(51a) Scale Independent Approach for Drug Product Development by High Shear Granulation Process

Pharmaceutical drug product development is driven through empirical experimentation.  Factorial experimental design methodologies are utilized to improve the efficiency of this approach.  A key unit operation in the manufacture of many immediate release tablets is high shear wet granulation.  High shear wet granulation is a time-dependent process with many simultaneous physical mechanisms occurring and therefore development work is often focused on the impact of this unit operation on final product quality attributes.  During process development, experimental designs will include typical factors such as impeller speed (rpm) or spray rate (g/min), which tend to be scale-dependent.  Analysis of such an experimental design provides important process knowledge and understanding and often includes empirical models relating process parameters to product properties.  However, as the input factors are scale-dependent, it remains unclear how to quantitatively transfer the empirical models and understanding to different equipment scales.

Historically, scale-independent parameters such as tip speed and Froude number have been developed for the high shear granulation process, many based on the principles of dimensionless numbers.  These scale-independent parameters are typically focused on different mechanisms of the wet granulation process and therefore can provide conflicting scale-up relationships.  The challenge remains in terms of how to utilize factorial experimental design data across manufacturing scales, and how to identify the most appropriate scale-up relationships.

A methodology is presented whereby experimental data is analysed in the context of a range of scale-independent parameters from the literature.  Statistical techniques are used to identify the sub-set of parameters that provide the best description of the product attributes.  These scale-independent parameters are then used as a basis for developing a scale-independent understanding of the manufacturing of a particular formulation. 

A case study is presented where this methodology was retrospectively applied to a product that had been manufactured over scales ranging from 2.5 to 180 kg.  Throughout development, the method of water addition had been qualitatively identified as important for the product intermediate quality.  Based on this observation, the dimensionless spray flux was included as part of retrospective analysis using scale independent parameters.  The dimensionless spray flux definition of Litster et al. (Pow. Tech. 114, pp32-39, 2001) is based on carefully controlled experimental studies examining droplet spray on the exposed powder surface of a spinning riffler.  The approach has been extended in order to provide a consistent definition that only depends on easily measurable and controllable wet granulation process parameters.  The key process parameters that are included in the definition are shown in Figure 1.

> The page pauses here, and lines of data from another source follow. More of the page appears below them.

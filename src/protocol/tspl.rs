//! # TSPL Command Builder
//!
//! Fluent builder for the TSPL label language spoken by TSC-compatible
//! printers (Gprinter, Xprinter, HPRT and friends).
//!
//! A label job is a setup preamble (`SIZE`, `GAP`, `DENSITY`, `CLS`),
//! a body of drawing and content commands, and a final `PRINT`. Every
//! command is one `\r\n`-terminated line; text payloads are GB18030 on
//! the wire so CJK and Latin content mix freely on one label.
//!
//! ## Example
//!
//! ```
//! use etiqueta::protocol::tspl::Tspl;
//!
//! let mut label = Tspl::new();
//! label.size(40, 30).gap(2).density(8).cls();
//! label.text(10, 10, "TSS24.BF2", 1, 1, "HELLO")?.print();
//!
//! assert!(label.data().starts_with(b"SIZE 40 mm,30 mm\r\n"));
//! # Ok::<(), etiqueta::protocol::EncodingError>(())
//! ```
//!
//! Methods with purely numeric parameters are infallible; methods that
//! carry caller text return `Err` when a character has no GB18030
//! encoding, leaving the buffer exactly as it was before the call.
//!
//! Numeric parameters are emitted as decimal text without range checks.
//! An out-of-range value reaches the printer verbatim and is rejected
//! there; the builder never rewrites it into a different valid command.

use crate::protocol::buffer::CommandBuffer;
use crate::protocol::gb18030::EncodingError;
use crate::protocol::raster::{rasterize, Dialect, PixelBuffer};

/// TSPL label job builder.
///
/// Owns a [`CommandBuffer`] that accumulates wire bytes and a parallel
/// text transcript. One instance builds one job at a time; [`init`]
/// (or [`Tspl::new`]) starts a fresh job.
///
/// [`init`]: Tspl::init
#[derive(Debug, Clone, Default, PartialEq, Eq)]
pub struct Tspl {
    buffer: CommandBuffer,
}

impl Tspl {
    /// An empty builder, ready for a new job.
    pub fn new() -> Self {
        Self::default()
    }

    /// Reset the buffer and start a new job.
    pub fn init(&mut self) -> &mut Self {
        self.buffer.reset();
        self
    }

    // ========================================================================
    // SETUP
    // ========================================================================

    /// Label width and height in millimeters, excluding the liner.
    ///
    /// Emits `SIZE {width} mm,{height} mm`.
    pub fn size(&mut self, width: u32, height: u32) -> &mut Self {
        self.buffer.push_line(&format!("SIZE {width} mm,{height} mm"));
        self
    }

    /// Label width and height in inches. Emits `SIZE {width},{height}`.
    pub fn size_inch(&mut self, width: u32, height: u32) -> &mut Self {
        self.buffer.push_line(&format!("SIZE {width},{height}"));
        self
    }

    /// Gap between labels in millimeters. Emits `GAP {length} mm,0 mm`.
    pub fn gap(&mut self, length: u32) -> &mut Self {
        self.buffer.push_line(&format!("GAP {length} mm,0 mm"));
        self
    }

    /// Gap between labels in inches. Emits `GAP {length},0`.
    pub fn gap_inch(&mut self, length: u32) -> &mut Self {
        self.buffer.push_line(&format!("GAP {length},0"));
        self
    }

    /// Print speed level. Emits `SPEED {level}`.
    pub fn speed(&mut self, level: u8) -> &mut Self {
        self.buffer.push_line(&format!("SPEED {level}"));
        self
    }

    /// Heat density, usually 0 to 15. Emits `DENSITY {level}`.
    pub fn density(&mut self, level: u8) -> &mut Self {
        self.buffer.push_line(&format!("DENSITY {level}"));
        self
    }

    /// Print orientation and mirroring, both 0 or 1.
    ///
    /// Emits `DIRECTION {direction},{mirror}`.
    pub fn direction(&mut self, direction: u8, mirror: u8) -> &mut Self {
        self.buffer.push_line(&format!("DIRECTION {direction},{mirror}"));
        self
    }

    /// Reference origin for all coordinates, in dots.
    ///
    /// Emits `REFERENCE {x},{y}`.
    pub fn reference(&mut self, x: u32, y: u32) -> &mut Self {
        self.buffer.push_line(&format!("REFERENCE {x},{y}"));
        self
    }

    /// Keyboard/country code, e.g. `"001"` for the US layout.
    ///
    /// Emits `COUNTRY {code}`.
    pub fn country(&mut self, code: &str) -> Result<&mut Self, EncodingError> {
        self.buffer.push_line_encoded(&format!("COUNTRY {code}"))?;
        Ok(self)
    }

    /// Character codepage, numeric (`"437"`) or named (`"UTF-8"`).
    ///
    /// Emits `CODEPAGE {codepage}`.
    pub fn codepage(&mut self, codepage: &str) -> Result<&mut Self, EncodingError> {
        self.buffer.push_line_encoded(&format!("CODEPAGE {codepage}"))?;
        Ok(self)
    }

    /// Maximum gap-hunting distance in millimeters.
    ///
    /// Emits `LIMITFEED {limit} mm`.
    pub fn limit_feed(&mut self, limit: u32) -> &mut Self {
        self.buffer.push_line(&format!("LIMITFEED {limit} mm"));
        self
    }

    /// Maximum gap-hunting distance in inches. Emits `LIMITFEED {limit}`.
    pub fn limit_feed_inch(&mut self, limit: u32) -> &mut Self {
        self.buffer.push_line(&format!("LIMITFEED {limit}"));
        self
    }

    // ========================================================================
    // ACTIONS
    // ========================================================================

    /// Clear the image buffer. Emits `CLS`.
    pub fn cls(&mut self) -> &mut Self {
        self.buffer.push_line("CLS");
        self
    }

    /// Feed paper forward by `length` dots. Emits `FEED {length}`.
    pub fn feed(&mut self, length: u32) -> &mut Self {
        self.buffer.push_line(&format!("FEED {length}"));
        self
    }

    /// Pull paper back by `length` dots. Emits `BACKFEED {length}`.
    pub fn back_feed(&mut self, length: u32) -> &mut Self {
        self.buffer.push_line(&format!("BACKFEED {length}"));
        self
    }

    /// Feed to the start of the next label. Emits `FORMFEED`.
    pub fn form_feed(&mut self) -> &mut Self {
        self.buffer.push_line("FORMFEED");
        self
    }

    /// Recalibrate to the next label origin. Emits `HOME`.
    pub fn home(&mut self) -> &mut Self {
        self.buffer.push_line("HOME");
        self
    }

    /// Beep the buzzer. Emits `SOUND {level},{interval}`.
    pub fn sound(&mut self, level: u8, interval: u32) -> &mut Self {
        self.buffer.push_line(&format!("SOUND {level},{interval}"));
        self
    }

    /// Print one copy of the label. Emits `PRINT 1,1`.
    pub fn print(&mut self) -> &mut Self {
        self.buffer.push_line("PRINT 1,1");
        self
    }

    /// Print `sets` sets of `copies` labels each.
    ///
    /// Emits `PRINT {sets},{copies}`.
    pub fn print_copies(&mut self, sets: u32, copies: u32) -> &mut Self {
        self.buffer.push_line(&format!("PRINT {sets},{copies}"));
        self
    }

    // ========================================================================
    // DRAWING
    // ========================================================================

    /// Filled black rectangle. Emits `BAR {x},{y},{width},{height}`.
    pub fn bar(&mut self, x: u32, y: u32, width: u32, height: u32) -> &mut Self {
        self.buffer.push_line(&format!("BAR {x},{y},{width},{height}"));
        self
    }

    /// Rectangle outline between two corners, `thickness` dots thick.
    ///
    /// Emits `BOX {x1},{y1},{x2},{y2},{thickness}`.
    pub fn draw_box(
        &mut self,
        x1: u32,
        y1: u32,
        x2: u32,
        y2: u32,
        thickness: u32,
    ) -> &mut Self {
        self.buffer.push_line(&format!("BOX {x1},{y1},{x2},{y2},{thickness}"));
        self
    }

    /// Clear a region of the image buffer.
    ///
    /// Emits `ERASE {x},{y},{width},{height}`.
    pub fn erase(&mut self, x: u32, y: u32, width: u32, height: u32) -> &mut Self {
        self.buffer.push_line(&format!("ERASE {x},{y},{width},{height}"));
        self
    }

    /// Invert a region of the image buffer.
    ///
    /// Emits `REVERSE {x},{y},{width},{height}`.
    pub fn reverse(&mut self, x: u32, y: u32, width: u32, height: u32) -> &mut Self {
        self.buffer.push_line(&format!("REVERSE {x},{y},{width},{height}"));
        self
    }

    // ========================================================================
    // CONTENT
    // ========================================================================

    /// Text at (x, y) with no rotation.
    ///
    /// `font` names a built-in or downloaded font, e.g. `"TSS24.BF2"` for
    /// the simplified-Chinese 24-dot face or `"2"` for the 8x12 ASCII
    /// face. Zoom factors scale 1 to 10 per axis.
    ///
    /// Emits `TEXT {x},{y},"{font}",0,{zoom_x},{zoom_y},"{data}"`.
    pub fn text(
        &mut self,
        x: u32,
        y: u32,
        font: &str,
        zoom_x: u8,
        zoom_y: u8,
        data: &str,
    ) -> Result<&mut Self, EncodingError> {
        self.buffer.push_line_encoded(&format!(
            "TEXT {x},{y},\"{font}\",0,{zoom_x},{zoom_y},\"{data}\""
        ))?;
        Ok(self)
    }

    /// Text rotated clockwise by `rotation` degrees (0, 90, 180, 270).
    ///
    /// Emits `TEXT {x},{y},"{font}",{rotation},{zoom_x},{zoom_y},"{data}"`.
    pub fn text_rotated(
        &mut self,
        x: u32,
        y: u32,
        font: &str,
        rotation: u16,
        zoom_x: u8,
        zoom_y: u8,
        data: &str,
    ) -> Result<&mut Self, EncodingError> {
        self.buffer.push_line_encoded(&format!(
            "TEXT {x},{y},\"{font}\",{rotation},{zoom_x},{zoom_y},\"{data}\""
        ))?;
        Ok(self)
    }

    /// QR code at (x, y) with no rotation.
    ///
    /// `level` is the error-correction level (`"L"`, `"M"`, `"Q"`,
    /// `"H"`), `cell_width` the module size 1 to 10, `mode` `"A"` for
    /// automatic or `"M"` for manual encoding.
    ///
    /// Emits `QRCODE {x},{y},{level},{cell_width},{mode},0,"{data}"`.
    pub fn qrcode(
        &mut self,
        x: u32,
        y: u32,
        level: &str,
        cell_width: u8,
        mode: &str,
        data: &str,
    ) -> Result<&mut Self, EncodingError> {
        self.buffer.push_line_encoded(&format!(
            "QRCODE {x},{y},{level},{cell_width},{mode},0,\"{data}\""
        ))?;
        Ok(self)
    }

    /// QR code rotated clockwise by `rotation` degrees.
    ///
    /// Emits `QRCODE {x},{y},{level},{cell_width},{mode},{rotation},"{data}"`.
    #[allow(clippy::too_many_arguments)]
    pub fn qrcode_rotated(
        &mut self,
        x: u32,
        y: u32,
        level: &str,
        cell_width: u8,
        mode: &str,
        rotation: u16,
        data: &str,
    ) -> Result<&mut Self, EncodingError> {
        self.buffer.push_line_encoded(&format!(
            "QRCODE {x},{y},{level},{cell_width},{mode},{rotation},\"{data}\""
        ))?;
        Ok(self)
    }

    /// Barcode at (x, y) with no rotation.
    ///
    /// `kind` selects the symbology, e.g. `"128"`, `"EAN13"`, `"39"`.
    /// `readable` prints the human-readable line (0 none, 1 left,
    /// 2 center, 3 right on newer firmware). `narrow` and `wide` are
    /// module widths in dots.
    ///
    /// Emits `BARCODE {x},{y},"{kind}",{height},{readable},0,{narrow},{wide},"{data}"`.
    #[allow(clippy::too_many_arguments)]
    pub fn barcode(
        &mut self,
        x: u32,
        y: u32,
        kind: &str,
        height: u32,
        readable: u8,
        narrow: u8,
        wide: u8,
        data: &str,
    ) -> Result<&mut Self, EncodingError> {
        self.buffer.push_line_encoded(&format!(
            "BARCODE {x},{y},\"{kind}\",{height},{readable},0,{narrow},{wide},\"{data}\""
        ))?;
        Ok(self)
    }

    /// Barcode rotated clockwise by `rotation` degrees.
    ///
    /// Unlike [`barcode`], the kind is emitted without quotes. Printers
    /// accept both spellings; keeping them distinct makes the output
    /// byte-stable for callers migrating existing jobs.
    ///
    /// Emits `BARCODE {x},{y},{kind},{height},{readable},{rotation},{narrow},{wide},"{data}"`.
    ///
    /// [`barcode`]: Tspl::barcode
    #[allow(clippy::too_many_arguments)]
    pub fn barcode_rotated(
        &mut self,
        x: u32,
        y: u32,
        kind: &str,
        height: u32,
        readable: u8,
        rotation: u16,
        narrow: u8,
        wide: u8,
        data: &str,
    ) -> Result<&mut Self, EncodingError> {
        self.buffer.push_line_encoded(&format!(
            "BARCODE {x},{y},{kind},{height},{readable},{rotation},{narrow},{wide},\"{data}\""
        ))?;
        Ok(self)
    }

    /// Rasterize an RGBA image and draw it at (x, y).
    ///
    /// `mode` is 0 for overwrite, 1 for OR, 2 for XOR. The header line
    /// carries the packed row width in bytes and the height in dots; the
    /// packed raster bytes follow the trailing comma directly, with no
    /// line terminator, and do not appear in the transcript.
    ///
    /// Emits `BITMAP {x},{y},{width_bytes},{height},{mode},` + raster.
    pub fn bitmap(&mut self, x: u32, y: u32, mode: u8, image: &PixelBuffer<'_>) -> &mut Self {
        let raster = rasterize(image, Dialect::Tspl);
        self.buffer.push_fragment(&format!(
            "BITMAP {x},{y},{},{},{mode},",
            raster.width_bytes, raster.height
        ));
        self.buffer.push_raw(&raster.bytes);
        self
    }

    /// Bitmap with caller-preformatted data, emitted as one full line.
    ///
    /// Emits `BITMAP {x},{y},{width_bytes},{height},{mode},{data}`.
    pub fn bitmap_raw(
        &mut self,
        x: u32,
        y: u32,
        width_bytes: u32,
        height: u32,
        mode: u8,
        data: &str,
    ) -> Result<&mut Self, EncodingError> {
        self.buffer.push_line_encoded(&format!(
            "BITMAP {x},{y},{width_bytes},{height},{mode},{data}"
        ))?;
        Ok(self)
    }

    /// Append an arbitrary command line verbatim.
    ///
    /// Escape hatch for commands the builder does not model.
    pub fn command(&mut self, content: &str) -> Result<&mut Self, EncodingError> {
        self.buffer.push_line_encoded(content)?;
        Ok(self)
    }

    // ========================================================================
    // OUTPUT
    // ========================================================================

    /// Finished wire bytes for the transport.
    #[inline]
    pub fn data(&self) -> &[u8] {
        self.buffer.data()
    }

    /// Human-readable transcript, one entry per command.
    #[inline]
    pub fn transcript(&self) -> &[String] {
        self.buffer.transcript()
    }

    /// Wire byte count so far.
    #[inline]
    pub fn len(&self) -> usize {
        self.buffer.len()
    }

    /// Whether no commands have been appended since the last reset.
    #[inline]
    pub fn is_empty(&self) -> bool {
        self.buffer.is_empty()
    }
}

// ============================================================================
// TESTS
// ============================================================================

Figure 1  Key parameters included in dimensionless spray flux calculation

Retrospective analysis identified that the scale-independent parameter of dimensionless spray flux had been maintained within a consistent range of 0.2 to 1.4 leading to consistent intermediate granule attributes and end product quality.  It is not possible to directly compare the numeric range with the regimes proposed by Litster et al. (Pow. Tech. 114, pp32-39, 2001) due to the changes in the method of calculation.  Nevertheless, the approach appears relevant in this case, whereby the majority of product experience has been generated within a relatively narrow regime and resulted in controlled granule growth and consistent product quality attributes.  The extension of the dimensionless spray flux calculation therefore allows future changes in granulation scale and process parameters to be constrained multivariately, such that the high shear wet granulation process will remain in a spray controlled regime consistent with demonstrated experience and assuring product quality attributes.